WHAT YOU SHOULD DO:
Copy out each line of the data below in which "into" appears.
-- EXTRACTED DATA follows --
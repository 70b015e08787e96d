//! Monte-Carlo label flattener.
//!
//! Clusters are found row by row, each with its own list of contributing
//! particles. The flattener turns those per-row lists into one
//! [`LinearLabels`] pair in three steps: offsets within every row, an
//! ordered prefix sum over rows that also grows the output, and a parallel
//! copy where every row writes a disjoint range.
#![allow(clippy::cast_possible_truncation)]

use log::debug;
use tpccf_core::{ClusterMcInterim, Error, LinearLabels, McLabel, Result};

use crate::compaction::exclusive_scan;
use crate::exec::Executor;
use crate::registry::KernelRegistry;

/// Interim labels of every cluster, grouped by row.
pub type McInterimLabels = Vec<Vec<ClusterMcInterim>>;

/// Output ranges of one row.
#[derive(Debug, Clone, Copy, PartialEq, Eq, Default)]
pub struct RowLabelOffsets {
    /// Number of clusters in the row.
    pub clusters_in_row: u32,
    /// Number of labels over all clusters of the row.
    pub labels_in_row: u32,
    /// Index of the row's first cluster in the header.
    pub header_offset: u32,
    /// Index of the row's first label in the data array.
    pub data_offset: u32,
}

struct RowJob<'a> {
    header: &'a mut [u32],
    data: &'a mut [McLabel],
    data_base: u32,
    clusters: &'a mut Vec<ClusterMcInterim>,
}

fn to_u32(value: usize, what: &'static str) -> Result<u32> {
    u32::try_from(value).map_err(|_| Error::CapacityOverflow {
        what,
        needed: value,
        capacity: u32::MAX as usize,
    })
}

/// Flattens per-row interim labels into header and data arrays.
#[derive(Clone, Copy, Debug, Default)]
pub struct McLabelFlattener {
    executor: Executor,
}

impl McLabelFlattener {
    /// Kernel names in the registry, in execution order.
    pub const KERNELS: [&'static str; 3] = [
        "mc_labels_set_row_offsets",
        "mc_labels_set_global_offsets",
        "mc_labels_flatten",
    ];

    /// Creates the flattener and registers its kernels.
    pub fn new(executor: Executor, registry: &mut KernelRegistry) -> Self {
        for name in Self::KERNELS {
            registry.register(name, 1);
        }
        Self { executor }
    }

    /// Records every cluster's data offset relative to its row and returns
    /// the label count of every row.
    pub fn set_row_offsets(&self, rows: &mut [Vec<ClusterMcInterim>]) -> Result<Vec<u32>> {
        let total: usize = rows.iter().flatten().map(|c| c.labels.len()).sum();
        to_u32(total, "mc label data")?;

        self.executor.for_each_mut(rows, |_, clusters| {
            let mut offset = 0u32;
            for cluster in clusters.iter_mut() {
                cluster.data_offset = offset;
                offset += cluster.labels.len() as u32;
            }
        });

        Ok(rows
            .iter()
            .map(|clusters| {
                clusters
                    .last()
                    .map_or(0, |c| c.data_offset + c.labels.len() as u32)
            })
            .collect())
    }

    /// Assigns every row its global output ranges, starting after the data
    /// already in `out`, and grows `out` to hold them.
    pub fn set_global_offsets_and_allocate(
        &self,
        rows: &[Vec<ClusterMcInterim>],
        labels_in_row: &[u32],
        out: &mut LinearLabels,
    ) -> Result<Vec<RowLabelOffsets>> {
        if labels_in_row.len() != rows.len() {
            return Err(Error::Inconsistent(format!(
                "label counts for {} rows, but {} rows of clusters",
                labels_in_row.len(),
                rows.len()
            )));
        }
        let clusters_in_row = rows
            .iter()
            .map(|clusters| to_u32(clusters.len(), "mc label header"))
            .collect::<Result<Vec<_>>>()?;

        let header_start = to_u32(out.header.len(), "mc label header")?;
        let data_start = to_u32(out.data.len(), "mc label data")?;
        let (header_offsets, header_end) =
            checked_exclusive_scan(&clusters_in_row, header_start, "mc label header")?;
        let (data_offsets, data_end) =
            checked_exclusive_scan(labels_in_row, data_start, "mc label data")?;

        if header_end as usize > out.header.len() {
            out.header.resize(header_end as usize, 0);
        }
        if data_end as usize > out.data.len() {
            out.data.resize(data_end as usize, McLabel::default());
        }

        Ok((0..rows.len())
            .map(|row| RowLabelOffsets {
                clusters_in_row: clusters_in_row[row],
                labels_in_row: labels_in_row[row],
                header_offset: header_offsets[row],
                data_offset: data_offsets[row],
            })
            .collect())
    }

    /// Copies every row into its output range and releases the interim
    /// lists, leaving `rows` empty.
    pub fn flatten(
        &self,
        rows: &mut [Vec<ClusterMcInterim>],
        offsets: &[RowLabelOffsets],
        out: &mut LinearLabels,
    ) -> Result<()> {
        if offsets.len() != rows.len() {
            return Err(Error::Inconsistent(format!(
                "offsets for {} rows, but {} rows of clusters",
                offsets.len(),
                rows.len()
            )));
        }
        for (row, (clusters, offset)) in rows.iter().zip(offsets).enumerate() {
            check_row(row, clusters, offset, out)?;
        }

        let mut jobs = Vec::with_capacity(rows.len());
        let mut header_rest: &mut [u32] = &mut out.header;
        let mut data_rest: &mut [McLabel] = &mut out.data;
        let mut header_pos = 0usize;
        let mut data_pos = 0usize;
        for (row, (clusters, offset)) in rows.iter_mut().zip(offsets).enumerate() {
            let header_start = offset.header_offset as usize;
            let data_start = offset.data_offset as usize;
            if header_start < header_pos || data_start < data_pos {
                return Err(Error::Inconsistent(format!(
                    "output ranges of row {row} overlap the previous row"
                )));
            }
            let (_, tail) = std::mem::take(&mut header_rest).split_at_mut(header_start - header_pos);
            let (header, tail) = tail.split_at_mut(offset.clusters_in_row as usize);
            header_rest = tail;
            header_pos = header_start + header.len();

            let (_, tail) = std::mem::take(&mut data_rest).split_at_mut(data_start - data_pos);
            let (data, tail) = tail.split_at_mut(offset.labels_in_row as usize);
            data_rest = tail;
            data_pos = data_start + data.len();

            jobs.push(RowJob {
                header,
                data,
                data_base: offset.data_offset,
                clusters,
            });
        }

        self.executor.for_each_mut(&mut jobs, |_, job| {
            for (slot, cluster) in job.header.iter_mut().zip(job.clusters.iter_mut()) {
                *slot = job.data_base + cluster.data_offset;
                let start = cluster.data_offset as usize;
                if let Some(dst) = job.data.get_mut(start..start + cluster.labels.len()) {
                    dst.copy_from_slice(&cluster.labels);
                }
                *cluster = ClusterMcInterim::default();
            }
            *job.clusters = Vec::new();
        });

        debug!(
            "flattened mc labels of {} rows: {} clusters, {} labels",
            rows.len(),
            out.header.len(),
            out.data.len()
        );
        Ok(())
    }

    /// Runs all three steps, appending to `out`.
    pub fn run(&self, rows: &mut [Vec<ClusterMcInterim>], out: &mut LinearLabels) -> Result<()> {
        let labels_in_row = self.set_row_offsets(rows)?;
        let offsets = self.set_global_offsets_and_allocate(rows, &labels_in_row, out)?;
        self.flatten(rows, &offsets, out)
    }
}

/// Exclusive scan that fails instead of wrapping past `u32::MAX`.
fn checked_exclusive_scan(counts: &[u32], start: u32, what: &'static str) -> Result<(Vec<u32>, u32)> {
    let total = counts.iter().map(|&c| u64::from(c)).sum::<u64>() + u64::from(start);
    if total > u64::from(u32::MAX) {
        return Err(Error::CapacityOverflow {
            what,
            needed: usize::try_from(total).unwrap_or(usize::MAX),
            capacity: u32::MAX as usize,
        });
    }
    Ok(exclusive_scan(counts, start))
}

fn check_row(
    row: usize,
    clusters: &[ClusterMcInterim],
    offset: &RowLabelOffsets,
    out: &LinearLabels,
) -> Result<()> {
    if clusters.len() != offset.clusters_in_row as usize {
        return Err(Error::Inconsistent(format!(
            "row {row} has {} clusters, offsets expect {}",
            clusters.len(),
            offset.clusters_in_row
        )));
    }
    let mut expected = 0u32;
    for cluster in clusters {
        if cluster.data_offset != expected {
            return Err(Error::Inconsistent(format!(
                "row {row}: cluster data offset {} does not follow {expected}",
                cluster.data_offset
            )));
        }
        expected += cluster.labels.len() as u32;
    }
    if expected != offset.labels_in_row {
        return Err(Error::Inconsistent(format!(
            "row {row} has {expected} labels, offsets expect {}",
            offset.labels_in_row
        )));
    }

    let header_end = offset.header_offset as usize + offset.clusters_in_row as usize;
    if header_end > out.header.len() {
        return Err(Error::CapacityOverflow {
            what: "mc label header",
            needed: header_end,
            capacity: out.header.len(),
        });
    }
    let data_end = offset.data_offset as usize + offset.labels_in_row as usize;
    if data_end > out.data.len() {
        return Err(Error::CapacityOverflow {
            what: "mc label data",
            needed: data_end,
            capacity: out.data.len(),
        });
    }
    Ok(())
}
-- EXTRACTED DATA concluded --
FINISHED TASK:
//! particles. The flattener turns those per-row lists into one
/// Flattens per-row interim labels into header and data arrays.
    /// Copies every row into its output range and releases the interim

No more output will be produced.